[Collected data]
//! # envctx-context
//!
//! The context pipeline: every request or scheduler tick flows
//! location resolution → temporal/locale derivation → aggregation →
//! fingerprinting → envelope building.
//!
//! - [`resolve_location`] turns an optional hint into a [`ResolvedLocation`](envctx_core::ResolvedLocation)
//! - [`derive_temporal`] and [`parse_locale`] are pure facet derivations
//! - [`ContextAggregator`] fans out the holiday and weather fetches
//! - [`compute_hash`] fingerprints a context for change detection
//! - [`envelope::snapshot`] / [`envelope::delta`] wrap the result
//! - [`ContextService`] ties them together behind an injectable [`Clock`]

#![deny(unsafe_code)]

pub mod aggregator;
pub mod clock;
pub mod envelope;
pub mod hash;
pub mod locale;
pub mod location;
pub mod service;
pub mod temporal;

pub use aggregator::{ContextAggregator, FetchObserver, FetchReport, TracingObserver};
pub use clock::{Clock, FixedClock, SystemClock};
pub use hash::compute_hash;
pub use locale::parse_locale;
pub use location::resolve_location;
pub use service::ContextService;
pub use temporal::{derive_temporal, resolve_timezone};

### To do
With nothing added or left out, print the data again.

### Result of the exercise
//! # envctx-context
//!
//! The context pipeline: every request or scheduler tick flows
//! location resolution → temporal/locale derivation → aggregation →
//! fingerprinting → envelope building.
//!
//! - [`resolve_location`] turns an optional hint into a [`ResolvedLocation`](envctx_core::ResolvedLocation)
//! - [`derive_temporal`] and [`parse_locale`] are pure facet derivations
//! - [`ContextAggregator`] fans out the holiday and weather fetches
//! - [`compute_hash`] fingerprints a context for change detection
//! - [`envelope::snapshot`] / [`envelope::delta`] wrap the result
//! - [`ContextService`] ties them together behind an injectable [`Clock`]

#![deny(unsafe_code)]

pub mod aggregator;
pub mod clock;
pub mod envelope;
pub mod hash;
pub mod locale;
pub mod location;
pub mod service;
pub mod temporal;

pub use aggregator::{ContextAggregator, FetchObserver, FetchReport, TracingObserver};
pub use clock::{Clock, FixedClock, SystemClock};
pub use hash::compute_hash;
pub use locale::parse_locale;
pub use location::resolve_location;
pub use service::ContextService;
pub use temporal::{derive_temporal, resolve_timezone};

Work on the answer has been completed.